## EXERCISE OBJECTIVE
If a line in the entries below includes the string "struct", copy it out.

## INPUT RECORDS

Content starts

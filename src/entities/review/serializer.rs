//! Review DTOs and the one-review-per-title rule

use super::model::Review;
use crate::core::error::{ApiError, ApiResult, ValidationError};
use crate::core::store::Store;
use crate::core::validation::Operation;
use crate::core::validation::validators::not_blank;
use crate::entities::title::{Title, find_title};
use crate::entities::user::handlers::usernames;
use chrono::{DateTime, Utc};
use serde::{Deserialize, Serialize};
use validator::Validate;

#[derive(Debug, Clone, Deserialize, Validate)]
pub struct ReviewCreate {
    #[validate(
        required(message = "Обязательное поле."),
        length(min = 1, message = "Текст отзыва не может быть пустым."),
        custom(function = "not_blank")
    )]
    pub text: Option<String>,

    #[validate(
        required(message = "Обязательное поле."),
        range(min = 1, max = 10, message = "Оценка должна быть от 1 до 10.")
    )]
    pub score: Option<i64>,
}

#[derive(Debug, Clone, Default, Deserialize, Validate)]
pub struct ReviewPatch {
    #[validate(
        length(min = 1, message = "Текст отзыва не может быть пустым."),
        custom(function = "not_blank")
    )]
    pub text: Option<String>,

    #[validate(range(min = 1, max = 10, message = "Оценка должна быть от 1 до 10."))]
    pub score: Option<i64>,
}

impl ReviewPatch {
    pub fn apply(self, mut review: Review) -> Review {
        if let Some(text) = self.text {
            review.text = text.trim().to_string();
        }
        if let Some(score) = self.score {
            review.score = score;
        }
        review
    }
}

/// Review as returned to clients; `author` is the username
#[derive(Debug, Clone, Serialize)]
pub struct ReviewOut {
    pub id: i64,
    pub text: String,
    pub author: String,
    pub score: i64,
    pub pub_date: DateTime<Utc>,
}

impl ReviewOut {
    pub fn new(review: Review, author: String) -> Self {
        Self {
            id: review.id,
            text: review.text,
            author,
            score: review.score,
            pub_date: review.pub_date,
        }
    }
}

/// Resolve the target title and, on create, reject a second review by the same author
pub async fn validate_review(
    store: &Store,
    operation: Operation,
    title_id: i64,
    author_id: i64,
) -> ApiResult<Title> {
    let title = find_title(store, title_id).await?;

    if operation == Operation::Create
        && store
            .reviews
            .exists(&|r: &Review| r.title_id == title_id && r.author_id == author_id)
            .await?
    {
        tracing::debug!(title_id, author_id, "Duplicate review rejected");
        return Err(ValidationError::DuplicateReview.into());
    }

    Ok(title)
}

/// Look a review up under its title, or 404
pub async fn find_review(store: &Store, title_id: i64, review_id: i64) -> ApiResult<Review> {
    find_title(store, title_id).await?;
    store
        .reviews
        .get(review_id)
        .await?
        .filter(|r| r.title_id == title_id)
        .ok_or_else(|| ApiError::not_found("review", review_id))
}

/// Render reviews with their authors' usernames
pub async fn render(store: &Store, reviews: Vec<Review>) -> ApiResult<Vec<ReviewOut>> {
    let names = usernames(store, reviews.iter().map(|r| r.author_id)).await?;
    Ok(reviews
        .into_iter()
        .map(|r| {
            let author = names.get(&r.author_id).cloned().unwrap_or_default();
            ReviewOut::new(r, author)
        })
        .collect())
}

Content ends

## TASK OUTPUT
pub struct ReviewCreate {
pub struct ReviewPatch {
pub struct ReviewOut {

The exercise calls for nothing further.